BEGIN Given entries

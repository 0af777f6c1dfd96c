//! Symbolic operation descriptions
//!
//! An [`Operation`] is what the expression front end hands to the
//! generator: a batch of statements over scalars, vectors and matrices
//! whose extents may only be known at launch time. The operand roles form
//! a closed set and every consumer matches on them exhaustively.

use crate::device::NumericType;
use crate::diagnostics::GenError;
use serde::{Deserialize, Serialize};
use std::fmt;

/// Extent of an operand
#[derive(Debug, Clone, PartialEq, Eq, Hash, Serialize, Deserialize)]
#[serde(untagged)]
pub enum Dim {
    /// Known when the kernel is generated
    Const(u64),
    /// Passed as an `unsigned int` kernel argument of this name
    Symbol(String),
}

impl Dim {
    pub fn symbol(name: impl Into<String>) -> Self {
        Dim::Symbol(name.into())
    }

    pub fn as_symbol(&self) -> Option<&str> {
        match self {
            Dim::Const(_) => None,
            Dim::Symbol(name) => Some(name),
        }
    }
}

impl From<u64> for Dim {
    fn from(n: u64) -> Self {
        Dim::Const(n)
    }
}

impl From<&str> for Dim {
    fn from(name: &str) -> Self {
        Dim::Symbol(name.to_string())
    }
}

impl fmt::Display for Dim {
    fn fmt(&self, f: &mut fmt::Formatter<'_>) -> fmt::Result {
        match self {
            Dim::Const(n) => write!(f, "{}u", n),
            Dim::Symbol(name) => f.write_str(name),
        }
    }
}

/// Scalar operand
#[derive(Debug, Clone, PartialEq, Serialize, Deserialize)]
#[serde(tag = "storage", rename_all = "snake_case")]
pub enum ScalarArg {
    /// Passed by value
    Host { name: String },
    /// One-element device buffer
    Device { name: String },
    /// Inline constant, emitted verbatim
    Literal { value: String },
}

impl ScalarArg {
    pub fn host(name: impl Into<String>) -> Self {
        ScalarArg::Host { name: name.into() }
    }

    pub fn device(name: impl Into<String>) -> Self {
        ScalarArg::Device { name: name.into() }
    }

    pub fn literal(value: impl fmt::Display) -> Self {
        ScalarArg::Literal {
            value: value.to_string(),
        }
    }

    pub fn name(&self) -> Option<&str> {
        match self {
            ScalarArg::Host { name } | ScalarArg::Device { name } => Some(name),
            ScalarArg::Literal { .. } => None,
        }
    }
}

#[derive(Debug, Clone, PartialEq, Serialize, Deserialize)]
pub struct VectorArg {
    pub name: String,
    pub size: Dim,
}

impl VectorArg {
    pub fn new(name: impl Into<String>, size: impl Into<Dim>) -> Self {
        Self {
            name: name.into(),
            size: size.into(),
        }
    }
}

/// Storage order of a matrix
#[derive(Debug, Clone, Copy, Default, PartialEq, Eq, Serialize, Deserialize)]
#[serde(rename_all = "snake_case")]
pub enum Layout {
    #[default]
    RowMajor,
    ColumnMajor,
}

#[derive(Debug, Clone, PartialEq, Serialize, Deserialize)]
pub struct MatrixArg {
    pub name: String,
    /// Stored rows
    pub rows: Dim,
    /// Stored columns
    pub cols: Dim,
    /// Allocated rows, at least `rows`
    pub internal_rows: Dim,
    /// Allocated columns, at least `cols`
    pub internal_cols: Dim,
    #[serde(default)]
    pub layout: Layout,
    /// The operation reads `Mᵀ`
    #[serde(default)]
    pub transposed: bool,
}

END Given entries

▶ Work to be completed
Print each line above exactly as it stands.

▶ Response to the exercise
repository 0af777f6c1dfd96c
//! Symbolic operation descriptions
//!
//! An [`Operation`] is what the expression front end hands to the
//! generator: a batch of statements over scalars, vectors and matrices
//! whose extents may only be known at launch time. The operand roles form
//! a closed set and every consumer matches on them exhaustively.

use crate::device::NumericType;
use crate::diagnostics::GenError;
use serde::{Deserialize, Serialize};
use std::fmt;

/// Extent of an operand
#[derive(Debug, Clone, PartialEq, Eq, Hash, Serialize, Deserialize)]
#[serde(untagged)]
pub enum Dim {
    /// Known when the kernel is generated
    Const(u64),
    /// Passed as an `unsigned int` kernel argument of this name
    Symbol(String),
}

impl Dim {
    pub fn symbol(name: impl Into<String>) -> Self {
        Dim::Symbol(name.into())
    }

    pub fn as_symbol(&self) -> Option<&str> {
        match self {
            Dim::Const(_) => None,
            Dim::Symbol(name) => Some(name),
        }
    }
}

impl From<u64> for Dim {
    fn from(n: u64) -> Self {
        Dim::Const(n)
    }
}

impl From<&str> for Dim {
    fn from(name: &str) -> Self {
        Dim::Symbol(name.to_string())
    }
}

impl fmt::Display for Dim {
    fn fmt(&self, f: &mut fmt::Formatter<'_>) -> fmt::Result {
        match self {
            Dim::Const(n) => write!(f, "{}u", n),
            Dim::Symbol(name) => f.write_str(name),
        }
    }
}

/// Scalar operand
#[derive(Debug, Clone, PartialEq, Serialize, Deserialize)]
#[serde(tag = "storage", rename_all = "snake_case")]
pub enum ScalarArg {
    /// Passed by value
    Host { name: String },
    /// One-element device buffer
    Device { name: String },
    /// Inline constant, emitted verbatim
    Literal { value: String },
}

impl ScalarArg {
    pub fn host(name: impl Into<String>) -> Self {
        ScalarArg::Host { name: name.into() }
    }

    pub fn device(name: impl Into<String>) -> Self {
        ScalarArg::Device { name: name.into() }
    }

    pub fn literal(value: impl fmt::Display) -> Self {
        ScalarArg::Literal {
            value: value.to_string(),
        }
    }

    pub fn name(&self) -> Option<&str> {
        match self {
            ScalarArg::Host { name } | ScalarArg::Device { name } => Some(name),
            ScalarArg::Literal { .. } => None,
        }
    }
}

#[derive(Debug, Clone, PartialEq, Serialize, Deserialize)]
pub struct VectorArg {
    pub name: String,
    pub size: Dim,
}

impl VectorArg {
    pub fn new(name: impl Into<String>, size: impl Into<Dim>) -> Self {
        Self {
            name: name.into(),
            size: size.into(),
        }
    }
}

/// Storage order of a matrix
#[derive(Debug, Clone, Copy, Default, PartialEq, Eq, Serialize, Deserialize)]
#[serde(rename_all = "snake_case")]
pub enum Layout {
    #[default]
    RowMajor,
    ColumnMajor,
}

#[derive(Debug, Clone, PartialEq, Serialize, Deserialize)]
pub struct MatrixArg {
    pub name: String,
    /// Stored rows
    pub rows: Dim,
    /// Stored columns
    pub cols: Dim,
    /// Allocated rows, at least `rows`
    pub internal_rows: Dim,
    /// Allocated columns, at least `cols`
    pub internal_cols: Dim,
    #[serde(default)]
    pub layout: Layout,
    /// The operation reads `Mᵀ`
    #[serde(default)]
    pub transposed: bool,
}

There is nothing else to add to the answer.